Jeune adulte, engagée et croyante

MARCELA VILLALOBOS CID

Marcela Villalobos Cid, 28 ans, est née au Mexique, où elle a été impliquée dès son adolescence avec des groupes de jeunes dans le combat pour la justice sociale dans un contexte de théologie de la libération.

Croyant que la loi peut être un outil pour construire la justice, Marcela fait ses études en droit, après quoi, notre jeune avocate s’implique dans les droits humains auprès des indigènes dans des régions telles  que le Chiapas et Oaxaca. Arrivée à Montréal il y a plus de quatre ans, elle a étudié à Concordia en Développement économique communautaire. Elle travaille présentement comme Agente de Pastorale Sociale dans le Centre-Sud de Montréal.

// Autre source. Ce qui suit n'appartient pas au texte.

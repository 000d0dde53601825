//! # Alexandria Repository
//!
//! SQLite-backed persistence for the catalog store.
//!
//! ```text
//! Service
//!   ↓  Arc<dyn AuthorRepository> / Arc<dyn WorkRepository>   (traits.rs)
//! SqliteAuthorRepository / SqliteWorkRepository              (sqlite/)
//!   ↓  Arc<dyn DatabasePoolInterface>                        (pool.rs)
//! SQLite (authors, works, work_authors, work_subjects, work_covers)
//! ```
//!
//! The store is a materialized cache of upstream catalog lookups: rows are
//! written once on a miss and never expire. Saves are therefore upserts,
//! and work-to-author links only ever accumulate.

pub mod pool;
pub mod sqlite;
pub mod traits;

pub use pool::*;
pub use sqlite::*;
pub use traits::*;
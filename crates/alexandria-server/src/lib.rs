//! # Alexandria Server Library
//!
//! Dependency injection wiring and startup utilities for the
//! Alexandria server binary.

pub mod di;
pub mod startup;
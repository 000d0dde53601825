//! # Alexandria REST
//!
//! REST surface over the catalog lookup services. Provides the author
//! search and works-by-author endpoints, health checks and the Swagger UI.

pub mod controllers;
pub mod middleware;
pub mod openapi;
pub mod responses;
pub mod router;
pub mod state;

pub use router::*;
pub use state::*;
//! # Alexandria Core
//!
//! Core types, domain entities, and error definitions for Alexandria.
//! This crate provides the foundational abstractions used across all layers
//! of the catalog lookup service.

pub mod domain;
pub mod error;
pub mod result;

pub use domain::*;
pub use error::*;
pub use result::*;

// Re-export shaku for dependency injection
pub use shaku::Interface;
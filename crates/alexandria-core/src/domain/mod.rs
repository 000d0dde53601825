//! # Alexandria Domain
//!
//! Domain entities and value objects for Alexandria.
//! This module contains the core catalog concepts of the application.

pub mod entities;
pub mod value_objects;

pub use entities::*;
pub use value_objects::*;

« Peut-être ne verrons-nous jamais les résultats obtenus, mais voilà bien la différence entre le maître d’œuvre  et les travailleurs. Nous sommes les travailleurs (les travailleuses), et non les maîtres de la construction, les ministres et non les messies. Nous sommes les prophètes d’un avenir qui ne nous appartient pas. »   Monseñor Romero

Quand Marie-France Dozois et Carmina Tremblay m’avaient invitée à participer au Colloque de L’autre Parole j’étais très intéressée, sauf que je ne savais pas que ça serait aussi pour faire un petit exposé, présentation, partage (appelez ça comme vous voulez) sur mon expérience du féminisme, de l’altermondialisme et du christianisme, quelque chose dans le genre : Est-ce qu’on peut être une jeune adulte, engagée et croyante ? À ce moment là, j’ai eu un peu peur et je me suis dit : « Eh bien, je vais me faire manger mais je vais prendre le risque pareil »… Soyez miséricordieuses, s.v.p. J’ai alors commencé à penser comment aborder le sujet. Quelle est mon expérience du féminisme, de l’altermondialisme et du christianisme ?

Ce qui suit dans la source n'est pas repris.